** Exercise brief **
Which lines below hold the word "Debug"? Copy all of them.

** Given information **
+++++

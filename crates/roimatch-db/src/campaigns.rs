//! Database operations for the `campaigns` table.

use chrono::{DateTime, Utc};
use roimatch_core::Campaign;
use sqlx::PgPool;

use crate::DbError;

/// A row from the `campaigns` table.
#[derive(Debug, Clone, sqlx::FromRow)]
pub struct CampaignRow {
    pub campaign_id: i64,
    pub brand_name: String,
    pub product_category: String,
    pub budget: i64,
    pub content_requirements: String,
    pub created_at: DateTime<Utc>,
}

impl From<CampaignRow> for Campaign {
    fn from(row: CampaignRow) -> Self {
        Campaign {
            id: row.campaign_id,
            brand_name: row.brand_name,
            product_category: row.product_category,
            budget: row.budget,
            content_requirements: row.content_requirements,
        }
    }
}

/// Insert campaigns in one transaction. A repeated `brand_name` keeps the
/// first-seen row.
///
/// Returns the number of rows actually inserted.
///
/// # Errors
///
/// Returns [`DbError::Sqlx`] if any insert fails; nothing is committed.
pub async fn insert_campaigns(pool: &PgPool, campaigns: &[Campaign]) -> Result<u64, DbError> {
    let mut tx = pool.begin().await?;
    let mut inserted = 0u64;

    for c in campaigns {
        let result = sqlx::query(
            "INSERT INTO campaigns (brand_name, product_category, budget, content_requirements) \
             VALUES ($1, $2, $3, $4) \
             ON CONFLICT (brand_name) DO NOTHING",
        )
        .bind(&c.brand_name)
        .bind(&c.product_category)
        .bind(c.budget)
        .bind(&c.content_requirements)
        .execute(&mut *tx)
        .await?;
        inserted += result.rows_affected();
    }

    tx.commit().await?;
    Ok(inserted)
}

/// All campaigns, ordered by `campaign_id`.
///
/// # Errors
///
/// Returns [`DbError::Sqlx`] if the query fails.
pub async fn list_campaigns(pool: &PgPool) -> Result<Vec<Campaign>, DbError> {
    let rows = sqlx::query_as::<_, CampaignRow>(
        "SELECT campaign_id, brand_name, product_category, budget, content_requirements, created_at \
         FROM campaigns \
         ORDER BY campaign_id",
    )
    .fetch_all(pool)
    .await?;

    Ok(rows.into_iter().map(Campaign::from).collect())
}
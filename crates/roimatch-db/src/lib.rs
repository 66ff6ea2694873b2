use roimatch_core::AppConfig;
use sqlx::{postgres::PgPoolOptions, PgPool};
use std::time::Duration;
use thiserror::Error;

const DEFAULT_MAX_CONNECTIONS: u32 = 10;
const DEFAULT_MIN_CONNECTIONS: u32 = 1;
const DEFAULT_ACQUIRE_TIMEOUT_SECS: u64 = 10;

// Path relative to crates/roimatch-db/Cargo.toml; resolves to <workspace-root>/migrations/
static MIGRATOR: sqlx::migrate::Migrator = sqlx::migrate!("../../migrations");

#[derive(Debug, Clone, Copy, PartialEq, Eq)]
pub struct PoolConfig {
    pub max_connections: u32,
    pub min_connections: u32,
    pub acquire_timeout_secs: u64,
}

impl Default for PoolConfig {
    fn default() -> Self {
        Self {
            max_connections: DEFAULT_MAX_CONNECTIONS,
            min_connections: DEFAULT_MIN_CONNECTIONS,
            acquire_timeout_secs: DEFAULT_ACQUIRE_TIMEOUT_SECS,
        }
    }
}

impl PoolConfig {
    #[must_use]
    pub fn from_app_config(config: &AppConfig) -> Self {
        Self {
            max_connections: config.db_max_connections,
            min_connections: config.db_min_connections,
            acquire_timeout_secs: config.db_acquire_timeout_secs,
        }
    }
}

#[derive(Debug, Error)]
pub enum DbError {
    #[error("record not found")]
    NotFound,
    #[error("pipeline run {id} is not in {expected_status} status")]
    InvalidPipelineRunTransition {
        id: i64,
        expected_status: &'static str,
    },
    #[error("stored row is invalid: {0}")]
    InvalidRow(String),
    #[error(transparent)]
    Sqlx(#[from] sqlx::Error),
    #[error(transparent)]
    Migration(#[from] sqlx::migrate::MigrateError),
}

impl From<roimatch_core::CoreError> for DbError {
    fn from(e: roimatch_core::CoreError) -> Self {
        DbError::InvalidRow(e.to_string())
    }
}

/// Connect to a Postgres pool using explicit URL and config.
///
/// # Errors
///
/// Returns [`sqlx::Error`] if the connection cannot be established.
pub async fn connect_pool(database_url: &str, config: PoolConfig) -> Result<PgPool, sqlx::Error> {
    PgPoolOptions::new()
        .max_connections(config.max_connections)
        .min_connections(config.min_connections)
        .acquire_timeout(Duration::from_secs(config.acquire_timeout_secs))
        .connect(database_url)
        .await
}

/// Run all pending migrations against the pool.
///
/// Returns the number of migrations that were applied.
///
/// # Errors
///
/// Returns [`sqlx::migrate::MigrateError`] if any migration fails.
pub async fn run_migrations(pool: &PgPool) -> Result<usize, sqlx::migrate::MigrateError> {
    // The _sqlx_migrations table does not exist on a fresh database.
    let applied_before = applied_migrations(pool).await;
    MIGRATOR.run(pool).await?;
    let applied_after = applied_migrations(pool).await;

    let delta = (applied_after - applied_before).max(0);
    Ok(usize::try_from(delta).unwrap_or(0))
}

async fn applied_migrations(pool: &PgPool) -> i64 {
    sqlx::query_scalar::<_, i64>("SELECT COUNT(*) FROM _sqlx_migrations WHERE success = true")
        .fetch_one(pool)
        .await
        .unwrap_or(0)
}

/// Send a `SELECT 1` to verify the pool has a live connection.
///
/// # Errors
///
/// Returns [`sqlx::Error`] if the query fails.
pub async fn ping(pool: &PgPool) -> Result<(), sqlx::Error> {
    sqlx::query_scalar::<_, i32>("SELECT 1")
        .fetch_one(pool)
        .await?;
    Ok(())
}

/// Ping the pool and return a typed error on failure.
///
/// # Errors
///
/// Returns [`DbError`] if the ping fails.
pub async fn health_check(pool: &PgPool) -> Result<(), DbError> {
    ping(pool).await?;
    Ok(())
}

#[cfg(test)]
mod tests {
    use super::*;

    #[test]
    fn pool_config_has_sane_defaults() {
        let config = PoolConfig::default();

        assert_eq!(config.max_connections, DEFAULT_MAX_CONNECTIONS);
        assert_eq!(config.min_connections, DEFAULT_MIN_CONNECTIONS);
        assert_eq!(config.acquire_timeout_secs, DEFAULT_ACQUIRE_TIMEOUT_SECS);
    }

    #[test]
    fn invalid_enum_text_becomes_invalid_row() {
        let err: DbError = "Myspace"
            .parse::<roimatch_core::Platform>()
            .unwrap_err()
            .into();
        assert!(matches!(err, DbError::InvalidRow(_)));
    }
}

pub mod campaigns;
pub mod creators;
pub mod matches;
pub mod performance;
pub mod pipeline_runs;

pub use campaigns::{insert_campaigns, list_campaigns, CampaignRow};
pub use creators::{count_creators, insert_creators, list_creators, CreatorRow};
pub use matches::{clear_match_tables, insert_matches, list_matches, MatchRow};
pub use performance::{
    list_performance_matching, list_performance_records, replace_performance_records,
    PerformanceRow,
};
pub use pipeline_runs::{
    complete_pipeline_run, create_pipeline_run, fail_pipeline_run, get_pipeline_run,
    list_pipeline_runs, start_pipeline_run, PipelineRunRow, RunType,
};
//! Normalization from raw profile lines to [`Creator`] and [`Campaign`]
//! records.
//!
//! Both normalizers are pure apart from the injected random source used for
//! budget simulation. Output ids are provisional (`1..=n` in output order);
//! persistence assigns the real ones.

use std::collections::HashSet;

use rand::Rng;
use roimatch_core::{Campaign, Creator, NichesFile, Platform};

use crate::source::RawProfile;

pub const MAX_BIO_CHARS: usize = 500;
pub const MAX_CONTENT_REQUIREMENT_CHARS: usize = 200;

/// Normalized output plus per-reason skip counters.
#[derive(Debug, Clone)]
pub struct Normalized<T> {
    pub records: Vec<T>,
    /// Empty identity, unusable budget, or similar record-level defects.
    pub malformed: usize,
    /// Records whose text matched no configured niche.
    pub filtered: usize,
    /// Later occurrences of an already-seen key.
    pub duplicates: usize,
}

impl<T> Default for Normalized<T> {
    fn default() -> Self {
        Self {
            records: Vec::new(),
            malformed: 0,
            filtered: 0,
            duplicates: 0,
        }
    }
}

#[derive(Debug, Clone, Copy)]
pub struct CreatorNormalizeConfig<'a> {
    pub niches: &'a NichesFile,
    /// Platform the profile directory was collected from.
    pub platform: Platform,
}

/// How campaigns without an explicit budget field are handled.
#[derive(Debug, Clone, Copy, PartialEq, Eq)]
pub enum BudgetPolicy {
    /// Draw uniformly from `min..=max`.
    Simulate { min: i64, max: i64 },
    /// Skip the record as malformed.
    Require,
}

#[derive(Debug, Clone, Copy)]
pub struct CampaignNormalizeConfig<'a> {
    pub niches: &'a NichesFile,
    pub budget: BudgetPolicy,
}

/// Normalize raw creator profiles.
///
/// Keeps profiles whose bio matches a niche keyword; the first matching niche
/// becomes the creator's niche. Deduplicates on `(username, platform)`, first
/// seen wins.
#[must_use]
pub fn normalize_creators(
    raw: &[RawProfile],
    config: &CreatorNormalizeConfig<'_>,
) -> Normalized<Creator> {
    let mut out = Normalized::default();
    let mut seen: HashSet<(String, Platform)> = HashSet::new();

    for profile in raw {
        if profile.identity.is_empty() {
            out.malformed += 1;
            continue;
        }

        let Some(niche) = config.niches.classify(&profile.bio) else {
            out.filtered += 1;
            continue;
        };

        if !seen.insert((profile.identity.clone(), config.platform)) {
            out.duplicates += 1;
            continue;
        }

        out.records.push(Creator {
            id: next_id(out.records.len()),
            username: profile.identity.clone(),
            follower_count: parse_follower_count(&profile.followers),
            niche: niche.name.clone(),
            platform: config.platform,
            bio: truncate_chars(&profile.bio, MAX_BIO_CHARS),
        });
    }

    out
}

/// Normalize raw brand profiles into campaigns.
///
/// Keeps profiles whose description matches any niche keyword and takes
/// `product_category` from that niche. Deduplicates on brand name, first seen
/// wins. Budget draws happen only for records that survive filtering and
/// deduplication, so the random sequence depends on kept records alone.
pub fn normalize_campaigns<R: Rng>(
    raw: &[RawProfile],
    config: &CampaignNormalizeConfig<'_>,
    rng: &mut R,
) -> Normalized<Campaign> {
    let mut out = Normalized::default();
    let mut seen: HashSet<String> = HashSet::new();

    for profile in raw {
        if profile.identity.is_empty() {
            out.malformed += 1;
            continue;
        }

        let Some(niche) = config.niches.classify(&profile.bio) else {
            out.filtered += 1;
            continue;
        };

        if seen.contains(&profile.identity) {
            out.duplicates += 1;
            continue;
        }

        let explicit = profile
            .budget
            .as_deref()
            .and_then(|b| b.parse::<i64>().ok())
            .filter(|b| *b > 0);

        let budget = match (explicit, config.budget) {
            (Some(b), _) => b,
            (None, BudgetPolicy::Simulate { min, max }) => rng.random_range(min..=max),
            (None, BudgetPolicy::Require) => {
                out.malformed += 1;
                continue;
            }
        };

        seen.insert(profile.identity.clone());
        out.records.push(Campaign {
            id: next_id(out.records.len()),
            brand_name: profile.identity.clone(),
            product_category: niche.product_category.clone(),
            budget,
            content_requirements: truncate_chars(&profile.bio, MAX_CONTENT_REQUIREMENT_CHARS),
        });
    }

    out
}

/// All-ASCII-digit strings parse as a count; anything else (including
/// overflow) coerces to zero.
fn parse_follower_count(raw: &str) -> u64 {
    if !raw.is_empty() && raw.bytes().all(|b| b.is_ascii_digit()) {
        raw.parse().unwrap_or(0)
    } else {
        0
    }
}

/// Truncate to at most `max` characters without splitting a code point.
fn truncate_chars(s: &str, max: usize) -> String {
    match s.char_indices().nth(max) {
        Some((byte_idx, _)) => s[..byte_idx].to_string(),
        None => s.to_string(),
    }
}

fn next_id(len: usize) -> i64 {
    i64::try_from(len).map_or(i64::MAX, |n| n + 1)
}

#[cfg(test)]
#[path = "normalize_test.rs"]
mod tests;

+++++

** Your solution **
#[derive(Debug, Clone, sqlx::FromRow)]
#[derive(Debug, Clone, Copy, PartialEq, Eq)]
#[derive(Debug, Error)]
#[derive(Debug, Clone)]
#[derive(Debug, Clone, Copy)]
#[derive(Debug, Clone, Copy, PartialEq, Eq)]
#[derive(Debug, Clone, Copy)]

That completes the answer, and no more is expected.